Summary of key points: –
- RBNZ claim victory on inflation – it appears premature
- Australian and Japanese interest rate differentials to the USD close-up
RBNZ claim victory on inflation – it appears premature
Reserve Bank of New Zealand (“RBNZ”) Governor, Adrian Orr took a fair amount of flak from journalists in the post-statement media conference last Wednesday and from Government MP’s in the select committee the following day.

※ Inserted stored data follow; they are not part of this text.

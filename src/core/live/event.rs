//! Notifications published by [`LiveClient`](super::LiveClient).

use bytes::Bytes;
use time::OffsetDateTime;
use time::format_description::well_known::Rfc3339;

use super::codec::CodecError;
use super::messages::{ServerContent, ToolCall, ToolCallCancellation};
use crate::core::events::Notification;

/// Kinds a subscriber can register for.
#[derive(Debug, Clone, Copy, PartialEq, Eq, Hash)]
pub enum LiveEventKind {
    Open,
    SetupComplete,
    Content,
    Interrupted,
    TurnComplete,
    Audio,
    ToolCall,
    ToolCallCancellation,
    Close,
    Log,
    ProtocolError,
    TransportError,
}

impl LiveEventKind {
    /// Event name as used in protocol traces.
    pub fn as_str(&self) -> &'static str {
        match self {
            Self::Open => "open",
            Self::SetupComplete => "setupcomplete",
            Self::Content => "content",
            Self::Interrupted => "interrupted",
            Self::TurnComplete => "turncomplete",
            Self::Audio => "audio",
            Self::ToolCall => "toolcall",
            Self::ToolCallCancellation => "toolcallcancellation",
            Self::Close => "close",
            Self::Log => "log",
            Self::ProtocolError => "protocolError",
            Self::TransportError => "transportError",
        }
    }
}

impl std::fmt::Display for LiveEventKind {
    fn fmt(&self, f: &mut std::fmt::Formatter<'_>) -> std::fmt::Result {
        write!(f, "{}", self.as_str())
    }
}

/// Details of a closed connection.
#[derive(Debug, Clone, PartialEq)]
pub struct CloseEvent {
    /// WebSocket close code, when one was received or sent
    pub code: Option<u16>,
    /// Close reason or error description
    pub reason: String,
    /// `true` when the client closed the connection itself
    pub initiated_locally: bool,
}

/// One protocol trace entry.
#[derive(Debug, Clone, PartialEq)]
pub struct StreamingLog {
    pub date: OffsetDateTime,
    /// Direction and message name, e.g. `client.realtimeInput`
    pub kind: String,
    pub message: String,
}

impl StreamingLog {
    pub fn new(kind: impl Into<String>, message: impl Into<String>) -> Self {
        Self {
            date: OffsetDateTime::now_utc(),
            kind: kind.into(),
            message: message.into(),
        }
    }
}

impl std::fmt::Display for StreamingLog {
    fn fmt(&self, f: &mut std::fmt::Formatter<'_>) -> std::fmt::Result {
        let date = self
            .date
            .format(&Rfc3339)
            .unwrap_or_else(|_| self.date.unix_timestamp().to_string());
        write!(f, "{date} [{}] {}", self.kind, self.message)
    }
}

/// Everything a live client can report.
#[derive(Debug, Clone)]
pub enum LiveEvent {
    /// Transport opened
    Open,
    /// Setup acknowledged by the server
    SetupComplete,
    /// Non-audio model output. `model_turn` holds only the non-audio parts.
    Content(ServerContent),
    /// The model was interrupted; queued playback should be discarded
    Interrupted,
    /// The model finished its turn
    TurnComplete,
    /// Decoded PCM16 little-endian audio from the model
    Audio(Bytes),
    ToolCall(ToolCall),
    ToolCallCancellation(ToolCallCancellation),
    Close(CloseEvent),
    Log(StreamingLog),
    /// An inbound frame could not be decoded; the connection stays up
    ProtocolError(CodecError),
    /// An outbound message could not be delivered
    TransportError(String),
}

impl Notification for LiveEvent {
    type Kind = LiveEventKind;

    fn kind(&self) -> LiveEventKind {
        match self {
            LiveEvent::Open => LiveEventKind::Open,
            LiveEvent::SetupComplete => LiveEventKind::SetupComplete,
            LiveEvent::Content(_) => LiveEventKind::Content,
            LiveEvent::Interrupted => LiveEventKind::Interrupted,
            LiveEvent::TurnComplete => LiveEventKind::TurnComplete,
            LiveEvent::Audio(_) => LiveEventKind::Audio,
            LiveEvent::ToolCall(_) => LiveEventKind::ToolCall,
            LiveEvent::ToolCallCancellation(_) => LiveEventKind::ToolCallCancellation,
            LiveEvent::Close(_) => LiveEventKind::Close,
            LiveEvent::Log(_) => LiveEventKind::Log,
            LiveEvent::ProtocolError(_) => LiveEventKind::ProtocolError,
            LiveEvent::TransportError(_) => LiveEventKind::TransportError,
        }
    }
}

The pointed questions were about back-flips and 180- degree U-turns from the 22 May Monetary Policy Statement to the 14 August statement on the economic outlook, inflation forecasts and the timing of interest rate cuts. However, the criticism of the RBNZ and whether they got it right or wrong, does not really mean anything of any significance on a go-forward basis. We did not expect the RBNZ to cut rates so early before the Fed cut their interest rates in the US next month, however the sharp deterioration of the New Zealand economy over recent months determined that the RBNZ could move earlier. The local interest rate market had a 0.25% cut 80% priced-in to the forward curve before the statement, so descriptions of a “surprise” cut were not that accurate. The NZD/USD FX market was at a more balanced 50/50 pricing before the decision, therefore there was some immediate NZ dollar selling, depreciating the Kiwi from 0.6080 to a low of 0.5980. Previous “Orr specials” of wrong-footing the financial markets have sent the Kiwi dollar one cent lower, however the short-term/knee-jerk reactive selling is generally not long lasting, and the NZD/USD exchange rate more often than not returns to the pre-RBNZ statement level within a week. By the FX market close on Friday 16th August, the Kiwi dollar was already trading back up to 0.6060 on a weaker USD.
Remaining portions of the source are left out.